3. Сконструированные генно-инженерные штаммы обладают высокой иммунологической эффективностью: в иммунизирующей дозе (3 10⁷ спор) они обеспечивают защиту мышей линии BALB/с от заражения тест-штаммом возбудителя сибирской язвы. Однократная иммунизация морских свинок дозой 5 10⁷ спор штаммов B. anthracis СТИТПА-1 и В. subtilis WB600ПА-1 вызывает развитие иммунного ответа, характеризующегося высокими значениями индексов иммунитета и титров антител к протективному антигену. Штаммы с клонированным геном pag не обладают остаточной вирулентностью для мышей линии BALB/с и морских свинок, в отличие от вакцинных культур B. anthracis 55 и B. anthracis СТИ-1. Созданный на основе B. anthracis СТИ-1 штамм B. anthracis СТИТПА-1 является прототипом менее реактогенной живой сибиреязвенной вакцины.

4. Для создания безопасных и экологичных технологий производства сибиреязвенных профилактических и диагностических препаратов сконструирован аспорогенный рекомбинантный авирулентный продуцент протективного антигена - B. anthracis 55ТПА-1(Spo^-). Штамм стабильно наследует гибридный репликон pUB110PA-1, не реверсирует к спорообразующему фенотипу и характеризуется низкой активностью протеолитических ферментов. Уровень продукции ПА аспорогенным рекомбинантом составляет около 80 мкг/мл.

5. Оптимизирована экспериментальная схема выделения и очистки протективного антигена, синтезируемого генно-инженерными продуцентами. Из аспорогенного штамма B. anthracis 55ТПА-1(Spo^-) получен препарат протективного антигена, перспективный в качестве основного компонента химической сибиреязвенной вакцины.
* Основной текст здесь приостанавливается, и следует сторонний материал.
//! Relative reference resolution per RFC 3986 §5.2-§5.3.

use crate::error::{Component, InvalidUri, InvalidUriKind};
use crate::grammar;
use crate::path;
use crate::uri::Uri;
use crate::{Authority, Query};

/// Merges a base URI and a reference into a resolved URI.
///
/// The reference is decomposed raw; normalization runs exactly once, when
/// the resolved URI is constructed from the chosen target components. In
/// non-strict mode a reference scheme equal to the base scheme is treated
/// as absent, reproducing the legacy user-agent behavior described in
/// §5.2.2.
pub(crate) fn resolve(base: &Uri, reference: &str, strict: bool) -> Result<Uri, InvalidUri> {
    let r = grammar::split_uri_reference(reference);

    let mut r_scheme = r.scheme;
    if !strict
        && r_scheme.is_some_and(|s| s.eq_ignore_ascii_case(base.scheme().as_str()))
    {
        r_scheme = None;
    }

    let t_scheme: &str;
    let t_authority: Option<&str>;
    let t_path: String;
    let t_query: Option<&str>;

    if let Some(scheme) = r_scheme {
        t_scheme = scheme;
        t_authority = r.authority;
        t_path = path::remove_dot_segments(r.path);
        t_query = r.query;
    } else {
        t_scheme = base.scheme().as_str();
        if r.authority.is_some() {
            t_authority = r.authority;
            t_path = path::remove_dot_segments(r.path);
            t_query = r.query;
        } else {
            t_authority = base.authority().map(Authority::as_str);
            if r.path.is_empty() {
                t_path = base.path().as_str().to_string();
                // The reference's query wins whenever its component was
                // present, even when empty.
                t_query = if r.query.is_some() {
                    r.query
                } else {
                    base.query().map(Query::as_str)
                };
            } else if r.path.starts_with('/') {
                t_path = path::remove_dot_segments(r.path);
                t_query = r.query;
            } else {
                let merged =
                    path::merge(base.path().as_str(), base.authority().is_some(), r.path);
                let target = path::remove_dot_segments(&merged);
                if base.authority().is_none() && !target.starts_with('/') {
                    let first = target.split('/').next().unwrap_or("");
                    if first.contains(':') {
                        return Err(InvalidUri::new(
                            Component::Path,
                            reference,
                            InvalidUriKind::AmbiguousColonSegment,
                        ));
                    }
                }
                t_path = target;
                t_query = r.query;
            }
        }
    }

    Uri::from_raw(t_scheme, t_authority, &t_path, t_query, r.fragment)
}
Двукратная иммунизация дозой 50 мкг очищенного рекомбинантного протективного антигена обеспечивает защиту 100% кроликов от заражения 50 ЛД₅₀ высоковирулентного штамма B. anthracis 81/1.

6. Бесплазмидные производные штаммов B. anthracis при культивировании in vitro различаются по способности к экскреции белка S-слоя - Sap. Получены экспериментальные доказательства нарушения продукции Sap у штамма B. anthracis СТИT. В качестве источников белка Sap предложены протеазонегативные штаммы B. anthracis SterneTPrt^- и 2^ая вакцина Ценковского pf Prt^-. На основании изучения протективных свойств очищенных препаратов белков S-слоя и изогенных Sap⁺ и Sap^- штаммов B. anthracis установлено, что белки Sap и ЕА1 являются дополнительными иммуногенными факторами сибиреязвенного микроба при определяющей роли протективного антигена.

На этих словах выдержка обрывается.